FCX2013 is pay what you can with a $15 suggested donation. You can register online now. Travel assistance — especially for members of active SFC chapters — may still be available. I hope to see you there!

March 27, 2013March 28, 2013

The Institute for Cultural Diplomacy and Wikipedia

A month ago, Mark Donfried from the Institute for Cultural Diplomacy (ICD) — an organization dedicated to promoting open dialogue — sent me this letter threatening me with legal action because of contributions I’ve made to Wikipedia. Yesterday, he sent me this followup threat.

According to the letters, Donfried has threatened me with legal action because I participated in a discussion on Wikipedia that resulted in his organization’s article being deleted. It is not anything I wrote in any Wikipedia article that made Donfried so upset — although Donfried is also unhappy about at least one off-hand comment I made during the deletion discussion on a now-deleted Wikipedia process page. Donfried is unhappy that my actions, in small part, have resulted in his organization not having an article in Wikipedia. He is able to threaten me personally because — unlike many people — I edit Wikipedia using my real, full, name.

Donfried’s letter is the latest step in a saga that has been ongoing since last June. It has been a frustrating learning experience for me that has made me worried about Wikipedia, its processes, and its future.

In Wikipedia, debates can be won by stamina. If you care more and argue longer, you will tend to get your way. The result, very often, is that individuals and organizations with a very strong interest in having Wikipedia say a particular thing tend to win out over other editors who just want the encyclopedia to be solid, neutral, and reliable. These less-committed editors simply have less at stake and their attention is more distributed.

The ICD is a non-profit organization based in Berlin. According to its own website, a large part of the organization’s activities are based around arranging conferences. Its goals — peace, cultural interchange, human rights — are admirable and close to my heart. Its advisors and affiliates are impressive.
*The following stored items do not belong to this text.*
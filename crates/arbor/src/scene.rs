//! # Scene Persistence: Save and Load Node Trees
//!
//! A saved scene is a text document. The first line is the root node's type
//! tag (`arbor::physics.Collider` style: module path, then `.`, then the type
//! name); the rest is JSON holding the whole subtree.
//!
//! Every node record stores its concrete type tag, its transform, its physics
//! body description, and whatever properties the type writes in
//! [`Node::save_properties`]. Children bound to a capability slot are stored
//! with the slot name and applied onto the slot child the constructor already
//! created; collection members are stored with their collection name.
//!
//! Node references inside properties ([`PropertyMap::put_ref`]) are written as
//! `{"$ref": <id>}` and re-linked on load, so two properties pointing at the
//! same node still point at the same node afterwards.
//!
//! ## Quick Start
//!
//! ```ignore
//! use arbor::prelude::*;
//!
//! let mut registry = NodeRegistry::with_builtins();
//! registry.register::<Player>();
//!
//! let text = save_node(&player)?;
//! let copy = load_node(&text, &registry)?;
//! ```

use std::collections::{HashMap, HashSet};
use std::path::Path;

use serde::de::DeserializeOwned;
use serde::{Deserialize, Serialize};
use serde_json::{Map, Value};

use crate::error::PersistError;
use crate::math::Transform2d;
use crate::node::{AttachRefusal, Group, Node, NodeId, traverse};
use crate::physics::{Collider, PhysicsBody, RigidBody, Trigger};

/// Deepest node nesting the codec accepts, counting the root as depth 0.
///
/// Each level of the tree costs two levels of JSON nesting (the record and
/// its `children` array), and serde_json refuses documents nested deeper than
/// 128. This cap keeps every saved tree loadable with room left for nested
/// property values.
pub const MAX_DEPTH: usize = 56;

/// Document layout version written into every save.
pub const FORMAT_VERSION: u32 = 1;

const REF_KEY: &str = "$ref";

/// Type tag for a Rust type name: the last `::` becomes `.`.
pub fn type_tag(type_name: &str) -> String {
    let path = type_name.split('<').next().unwrap_or(type_name);
    match path.rsplit_once("::") {
        Some((module, name)) => format!("{module}.{name}{}", &type_name[path.len()..]),
        None => type_name.to_string(),
    }
}

// ── NodeRegistry ─────────────────────────────────────────────────────────

type NodeFactory = fn() -> Box<dyn Node>;

/// Maps type tags to constructors.
///
/// Register every node type that may appear in a loaded document. Loading
/// runs the type's `Default` constructor, so capability slots exist before
/// their saved state is applied.
#[derive(Default)]
pub struct NodeRegistry {
    factories: HashMap<String, NodeFactory>,
}

impl NodeRegistry {
    pub fn new() -> Self {
        Self::default()
    }

    /// A registry that already knows the kernel's own node types.
    pub fn with_builtins() -> Self {
        let mut registry = Self::new();
        registry.register::<Group>();
        registry.register::<Collider>();
        registry.register::<Trigger>();
        registry.register::<RigidBody>();
        registry
    }

    /// Register `T` under its type tag. Registering twice is harmless.
    pub fn register<T: Node + Default>(&mut self) {
        let tag = type_tag(std::any::type_name::<T>());
        self.factories.insert(tag, || Box::new(T::default()));
    }

    pub fn contains(&self, tag: &str) -> bool {
        self.factories.contains_key(tag)
    }

    /// All registered tags, sorted.
    pub fn type_tags(&self) -> Vec<&str> {
        let mut tags: Vec<&str> = self.factories.keys().map(String::as_str).collect();
        tags.sort_unstable();
        tags
    }

    pub fn len(&self) -> usize {
        self.factories.len()
    }

    pub fn is_empty(&self) -> bool {
        self.factories.is_empty()
    }

    fn create(&self, tag: &str) -> Result<Box<dyn Node>, PersistError> {
        let factory = self
            .factories
            .get(tag)
            .ok_or_else(|| PersistError::UnknownType(tag.to_string()))?;
        Ok(factory())
    }
}

impl std::fmt::Debug for NodeRegistry {
    fn fmt(&self, f: &mut std::fmt::Formatter<'_>) -> std::fmt::Result {
        f.debug_struct("NodeRegistry")
            .field("types", &self.type_tags())
            .finish()
    }
}

// ── Properties ───────────────────────────────────────────────────────────

/// Properties a node opts into persisting.
#[derive(Debug, Default)]
pub struct PropertyMap {
    values: Map<String, Value>,
    refs: Vec<NodeId>,
    error: Option<serde_json::Error>,
}

impl PropertyMap {
    /// Store `value` under `key`. A value that cannot be encoded fails the save.
    pub fn put<T: Serialize + ?Sized>(&mut self, key: &str, value: &T) {
        match serde_json::to_value(value) {
            Ok(json) => {
                self.values.insert(key.to_string(), json);
            }
            Err(err) => {
                self.error.get_or_insert(err);
            }
        }
    }

    /// Store a reference to another node of the same saved subtree.
    pub fn put_ref(&mut self, key: &str, target: Option<NodeId>) {
        let json = match target {
            Some(id) => {
                self.refs.push(id);
                let mut marker = Map::new();
                marker.insert(REF_KEY.to_string(), Value::from(id.raw()));
                Value::Object(marker)
            }
            None => Value::Null,
        };
        self.values.insert(key.to_string(), json);
    }

    pub fn len(&self) -> usize {
        self.values.len()
    }

    pub fn is_empty(&self) -> bool {
        self.values.is_empty()
    }
}

/// Read access to a node's saved properties during load.
pub struct PropertyReader<'a> {
    values: &'a Map<String, Value>,
    remap: &'a HashMap<u64, NodeId>,
}

impl<'a> PropertyReader<'a> {
    /// Decode the property `key`, or `None` if it was not saved.
    pub fn get<T: DeserializeOwned>(&self, key: &str) -> Result<Option<T>, PersistError> {
        match self.values.get(key) {
            Some(json) => Ok(Some(T::deserialize(json)?)),
            None => Ok(None),
        }
    }

    pub fn get_or<T: DeserializeOwned>(&self, key: &str, default: T) -> Result<T, PersistError> {
        Ok(self.get(key)?.unwrap_or(default))
    }

    /// Resolve a reference written with [`PropertyMap::put_ref`] to the id of
    /// the node it now points at.
    pub fn get_ref(&self, key: &str) -> Result<Option<NodeId>, PersistError> {
        let Some(json) = self.values.get(key) else {
            return Ok(None);
        };
        if json.is_null() {
            return Ok(None);
        }
        let saved = json
            .get(REF_KEY)
            .and_then(Value::as_u64)
            .ok_or_else(|| PersistError::Malformed(format!("property `{key}` is not a node reference")))?;
        self.remap
            .get(&saved)
            .copied()
            .map(Some)
            .ok_or(PersistError::BrokenReference(saved))
    }

    pub fn contains(&self, key: &str) -> bool {
        self.values.contains_key(key)
    }
}

// ── Document format ──────────────────────────────────────────────────────

/// The JSON body of a saved scene.
#[derive(Debug, Clone, Serialize, Deserialize)]
pub struct SceneDocument {
    pub format: u32,
    pub root: NodeRecord,
}

/// One node of a saved scene.
#[derive(Debug, Clone, Serialize, Deserialize)]
pub struct NodeRecord {
    /// The node's id at save time. Only meaningful inside the document.
    pub id: u64,
    #[serde(rename = "type")]
    pub type_tag: String,
    pub transform: Transform2d,
    #[serde(default, skip_serializing_if = "Option::is_none")]
    pub body: Option<PhysicsBody>,
    #[serde(default, skip_serializing_if = "Map::is_empty")]
    pub props: Map<String, Value>,
    #[serde(default, skip_serializing_if = "Option::is_none")]
    pub slot: Option<String>,
    #[serde(default, skip_serializing_if = "Option::is_none")]
    pub collection: Option<String>,
    #[serde(default, skip_serializing_if = "Vec::is_empty")]
    pub children: Vec<NodeRecord>,
}

// ── Save ─────────────────────────────────────────────────────────────────

/// Build the document for `node` and its subtree.
pub fn save_document(node: &dyn Node) -> Result<SceneDocument, PersistError> {
    let mut refs = Vec::new();
    let root = record(node, None, 0, &mut refs)?;

    let mut saved = HashSet::new();
    traverse::visit(node, &mut |n| {
        saved.insert(n.core().id());
    });
    if let Some(missing) = refs.iter().find(|id| !saved.contains(id)) {
        return Err(PersistError::BrokenReference(missing.raw()));
    }

    Ok(SceneDocument {
        format: FORMAT_VERSION,
        root,
    })
}

fn record(
    node: &dyn Node,
    parent: Option<&dyn Node>,
    depth: usize,
    refs: &mut Vec<NodeId>,
) -> Result<NodeRecord, PersistError> {
    if depth > MAX_DEPTH {
        return Err(PersistError::TooDeep(MAX_DEPTH));
    }
    let core = node.core();

    let mut props = PropertyMap::default();
    node.save_properties(&mut props);
    if let Some(err) = props.error {
        return Err(err.into());
    }
    refs.extend(props.refs);

    let children = core
        .children()
        .map(|child| record(child, Some(node), depth + 1, refs))
        .collect::<Result<Vec<_>, _>>()?;

    let (slot, collection) = match parent {
        Some(parent) => (
            parent.core().slot_name_of(core.id()).map(str::to_string),
            parent.core().collection_name_of(core.id()).map(str::to_string),
        ),
        None => (None, None),
    };

    Ok(NodeRecord {
        id: core.id().raw(),
        type_tag: type_tag(node.type_name()),
        transform: core.transform,
        body: core.body().cloned(),
        props: props.values,
        slot,
        collection,
        children,
    })
}

/// Serialize `node` and its subtree to scene text.
///
/// Trees nested deeper than [`MAX_DEPTH`] fail with [`PersistError::TooDeep`].
pub fn save_node(node: &dyn Node) -> Result<String, PersistError> {
    let document = save_document(node)?;
    let json = serde_json::to_string_pretty(&document)?;
    Ok(format!("{}\n{json}", document.root.type_tag))
}

/// Serialize `node` and write it to `path`.
pub fn save_node_to_file(node: &dyn Node, path: impl AsRef<Path>) -> Result<(), PersistError> {
    let text = save_node(node)?;
    std::fs::write(path, text)?;
    Ok(())
}

// ── Load ─────────────────────────────────────────────────────────────────

#[derive(Default)]
struct LoadState<'a> {
    remap: HashMap<u64, NodeId>,
    props: Vec<(NodeId, &'a Map<String, Value>)>,
}

/// Rebuild a node tree from scene text.
///
/// Fails without returning anything if the header is missing, a type tag is
/// not registered, the JSON does not match the document layout, or a
/// reference points outside the document.
pub fn load_node(text: &str, registry: &NodeRegistry) -> Result<Box<dyn Node>, PersistError> {
    let (header, body) = text.split_once('\n').ok_or(PersistError::MissingHeader)?;
    let header = header.trim();
    if header.is_empty() || header.starts_with('{') {
        return Err(PersistError::MissingHeader);
    }

    let document: SceneDocument = serde_json::from_str(body)?;
    if document.format != FORMAT_VERSION {
        return Err(PersistError::Malformed(format!(
            "unsupported format version {}",
            document.format
        )));
    }
    if document.root.type_tag != header {
        return Err(PersistError::Malformed(format!(
            "header `{header}` does not match root type `{}`",
            document.root.type_tag
        )));
    }
    load_document(&document, registry)
}

/// Rebuild a node tree from an already parsed document.
pub fn load_document(
    document: &SceneDocument,
    registry: &NodeRegistry,
) -> Result<Box<dyn Node>, PersistError> {
    let mut state = LoadState::default();
    let mut root = build(&document.root, registry, &mut state, 0)?;

    for &(id, values) in &state.props {
        let node = traverse::find_mut(root.as_mut(), id)
            .ok_or_else(|| PersistError::Malformed(format!("loaded node {id} vanished")))?;
        node.load_properties(&PropertyReader {
            values,
            remap: &state.remap,
        })?;
    }
    Ok(root)
}

/// Read scene text from `path` and rebuild it.
pub fn load_node_from_file(
    path: impl AsRef<Path>,
    registry: &NodeRegistry,
) -> Result<Box<dyn Node>, PersistError> {
    let text = std::fs::read_to_string(path)?;
    load_node(&text, registry)
}

fn build<'a>(
    record: &'a NodeRecord,
    registry: &NodeRegistry,
    state: &mut LoadState<'a>,
    depth: usize,
) -> Result<Box<dyn Node>, PersistError> {
    let mut node = registry.create(&record.type_tag)?;
    apply(node.as_mut(), record, registry, state, depth)?;
    Ok(node)
}

/// Write `record` onto a freshly constructed `node`, building its children.
fn apply<'a>(
    node: &mut dyn Node,
    record: &'a NodeRecord,
    registry: &NodeRegistry,
    state: &mut LoadState<'a>,
    depth: usize,
) -> Result<(), PersistError> {
    if depth > MAX_DEPTH {
        return Err(PersistError::TooDeep(MAX_DEPTH));
    }
    let actual = type_tag(node.type_name());
    if actual != record.type_tag {
        return Err(PersistError::Malformed(format!(
            "node {} is a `{}`, found `{actual}` in its place",
            record.id, record.type_tag
        )));
    }

    let id = node.core().id();
    if state.remap.insert(record.id, id).is_some() {
        return Err(PersistError::Malformed(format!("duplicate node id {}", record.id)));
    }
    state.props.push((id, &record.props));

    let core = node.core_mut();
    core.transform = record.transform;
    core.body = record.body.clone();
    core.clear_unbound_children();

    let mut order = Vec::with_capacity(record.children.len());
    for child in &record.children {
        if let Some(slot) = &child.slot {
            let slot_id = node.core().slot_id(slot).ok_or_else(|| {
                PersistError::Malformed(format!("`{}` has no capability `{slot}`", record.type_tag))
            })?;
            if order.contains(&slot_id) {
                return Err(PersistError::Malformed(format!("capability `{slot}` saved twice")));
            }
            let slot_node = node
                .core_mut()
                .child_mut(slot_id)
                .ok_or_else(|| PersistError::Malformed(format!("capability `{slot}` is unbound")))?;
            apply(slot_node, child, registry, state, depth + 1)?;
            order.push(slot_id);
            continue;
        }

        let built = build(child, registry, state, depth + 1)?;
        let child_id = match &child.collection {
            Some(name) => node
                .core_mut()
                .attach_to_collection(name, built)
                .map_err(|(_, refusal)| match refusal {
                    AttachRefusal::NoSuchCollection => PersistError::Malformed(format!(
                        "`{}` has no collection `{name}`",
                        record.type_tag
                    )),
                    AttachRefusal::WrongType { expected } => PersistError::Malformed(format!(
                        "collection `{name}` holds `{}`, found `{}`",
                        type_tag(expected),
                        child.type_tag
                    )),
                })?,
            None => node.core_mut().attach_child(built),
        };
        order.push(child_id);
    }
    node.core_mut().reorder_children(&order);
    Ok(())
}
I had never heard of the ICD before their founder, Mark Donfried, emailed me in April 2012 asking me to give a keynote address at their conference on “The 2012 International Symposium on Cultural Diplomacy & Human Rights.” I replied, interested, but puzzled because my own research seems very far afield of both “cultural diplomacy” (which I had never heard of) and human rights. I replied saying:

What would you like me to talk about — I ask because I don’t consider myself an expert in (or even particularly knowledgeable about) cultural diplomacy. Did someone else refer you to me?

Donfried replied with a long message — seemingly copy and pasted — thanking me for considering attending and asking me for details of my talk. I replied again repeating text from my previous email and asking why he was interested in me. Donfried suggested a phone call to talk about details. But by this point, I had looked around the web for information about the ICD and had decided to decline the invitation.

Among things I found was a blog post by my friend James Grimmelmann that suggests that, at least in his case, the ICD had a history of sending unsolicited email and an apparently inability to take folks off their email lists even after repeated requests.

I also read the Wikipedia article about the ICD. Although the Wikipedia article was long and detailed, it sent off some internal Wikipedian-alarm-bells for me. The page read, to me, like an advertisement or something written by the organization being described; it simply did not read — to me — like an encyclopedia article written by a neutral third-party.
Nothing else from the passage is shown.